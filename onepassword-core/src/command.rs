//! Argument vectors for the `op` subcommands the client uses.
//!
//! The order of flags mirrors what `op` documents and what the client's callers
//! assert on; keep it stable.

/// Default executable name, resolved through `PATH`.
pub const DEFAULT_PROGRAM: &str = "op";

/// Builds `op` invocations. Holds only the program name or path.
#[derive(Debug, Clone, PartialEq, Eq)]
pub struct OpCommand {
    program: String,
}

impl Default for OpCommand {
    fn default() -> Self {
        Self::new(DEFAULT_PROGRAM)
    }
}

impl OpCommand {
    pub fn new(program: impl Into<String>) -> Self {
        Self {
            program: program.into(),
        }
    }

    pub fn program(&self) -> &str {
        &self.program
    }

    pub fn version_args(&self) -> Vec<String> {
        vec!["--version".to_string()]
    }

    pub fn vault_list_args(&self) -> Vec<String> {
        to_owned(&["vault", "list", "--format", "json"])
    }

    /// `item get <item> --format json --vault <vault> [--fields label=a,label=b]`
    pub fn item_get_args<S: AsRef<str>>(
        &self,
        item: &str,
        vault: &str,
        fields: &[S],
    ) -> Vec<String> {
        let mut args = to_owned(&["item", "get", item, "--format", "json", "--vault", vault]);
        if !fields.is_empty() {
            let labels: Vec<String> = fields
                .iter()
                .map(|f| format!("label={}", f.as_ref()))
                .collect();
            args.push("--fields".to_string());
            args.push(labels.join(","));
        }
        args
    }

    pub fn document_get_args(&self, item: &str, vault: &str) -> Vec<String> {
        to_owned(&["document", "get", item, "--vault", vault])
    }

    /// `items list --vault <vault> --format json [--categories a,b] [--tags x,y]`
    pub fn item_list_args<S: AsRef<str>>(
        &self,
        vault: &str,
        categories: &[S],
        tags: &[S],
    ) -> Vec<String> {
        let mut args = to_owned(&["items", "list", "--vault", vault, "--format", "json"]);
        if !categories.is_empty() {
            args.push("--categories".to_string());
            args.push(join(categories));
        }
        if !tags.is_empty() {
            args.push("--tags".to_string());
            args.push(join(tags));
        }
        args
    }
}

fn to_owned(args: &[&str]) -> Vec<String> {
    args.iter().map(|a| a.to_string()).collect()
}

fn join<S: AsRef<str>>(values: &[S]) -> String {
    values
        .iter()
        .map(|v| v.as_ref())
        .collect::<Vec<_>>()
        .join(",")
}
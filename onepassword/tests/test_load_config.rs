use onepassword::load_config::{load_config, CliConfig, Overrides, OP_BIN_ENV, VAULT_ENV};
use serial_test::serial;
use std::env;
use std::fs::write;
use tempfile::NamedTempFile;

fn clear_env() {
    env::remove_var(VAULT_ENV);
    env::remove_var(OP_BIN_ENV);
}

fn config_file(contents: &str) -> NamedTempFile {
    let file = NamedTempFile::new().expect("temp file");
    write(file.path(), contents).unwrap();
    file
}

#[test]
#[serial]
fn defaults_without_file_env_or_flags() {
    clear_env();
    let config = load_config(None, Overrides::default()).expect("defaults should resolve");
    assert_eq!(config, CliConfig::default());
    assert_eq!(config.vault, "Private");
    assert_eq!(config.op_bin, "op");
}

#[test]
#[serial]
fn file_values_are_used() {
    clear_env();
    let file = config_file("vault: Work\nop_bin: /opt/1password/op\n");
    let config = load_config(Some(file.path()), Overrides::default()).unwrap();
    assert_eq!(config.vault, "Work");
    assert_eq!(config.op_bin, "/opt/1password/op");
}

#[test]
#[serial]
fn env_beats_file_and_flags_beat_env() {
    clear_env();
    let file = config_file("vault: FromFile\nop_bin: file-op\n");

    env::set_var(VAULT_ENV, "FromEnv");
    let config = load_config(Some(file.path()), Overrides::default()).unwrap();
    assert_eq!(config.vault, "FromEnv");
    assert_eq!(config.op_bin, "file-op");

    let config = load_config(
        Some(file.path()),
        Overrides {
            vault: Some("FromFlag".into()),
            op_bin: None,
        },
    )
    .unwrap();
    assert_eq!(config.vault, "FromFlag");
    clear_env();
}

#[test]
#[serial]
fn blank_env_values_are_ignored() {
    clear_env();
    env::set_var(VAULT_ENV, "  ");
    let config = load_config(None, Overrides::default()).unwrap();
    assert_eq!(config.vault, "Private");
    clear_env();
}

#[test]
#[serial]
fn empty_file_is_an_empty_config() {
    clear_env();
    let file = config_file("");
    let config = load_config(Some(file.path()), Overrides::default()).unwrap();
    assert_eq!(config, CliConfig::default());
}

#[test]
#[serial]
fn invalid_yaml_is_reported() {
    clear_env();
    let file = config_file("not-yaml: [:::");
    let err = load_config(Some(file.path()), Overrides::default()).unwrap_err();
    let msg = format!("{err:#}");
    assert!(
        msg.contains("parse") || msg.contains("YAML"),
        "Parse error expected, got: {msg}"
    );
}

#[test]
#[serial]
fn unknown_keys_are_rejected() {
    clear_env();
    let file = config_file("vault: Work\npassword: nope\n");
    assert!(load_config(Some(file.path()), Overrides::default()).is_err());
}

#[test]
#[serial]
fn missing_file_is_reported() {
    clear_env();
    let err = load_config(
        Some(std::path::Path::new("does/not/exist.yaml")),
        Overrides::default(),
    )
    .unwrap_err();
    assert!(format!("{err:#}").contains("Failed to read config file"));
}

#[test]
#[serial]
fn empty_vault_flag_is_rejected() {
    clear_env();
    let err = load_config(
        None,
        Overrides {
            vault: Some(String::new()),
            op_bin: None,
        },
    )
    .unwrap_err();
    assert!(err.to_string().contains("vault name must not be empty"));
}
use crate::errors::WorkdeckError;

#[derive(Debug, thiserror::Error)]
pub enum IpcError {
    #[error("Failed to prepare socket directory '{path}': {source}")]
    SocketDirFailed {
        path: String,
        source: std::io::Error,
    },

    #[error("Failed to bind socket '{path}': {source}")]
    BindFailed {
        path: String,
        source: std::io::Error,
    },
}

impl WorkdeckError for IpcError {
    fn error_code(&self) -> &'static str {
        match self {
            IpcError::SocketDirFailed { .. } => "IPC_SOCKET_DIR_FAILED",
            IpcError::BindFailed { .. } => "IPC_BIND_FAILED",
        }
    }
}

-- Exercise prompt --
Only the count, nothing else: how many lines of the records hold the word "AsRef"?

-- Task result --
3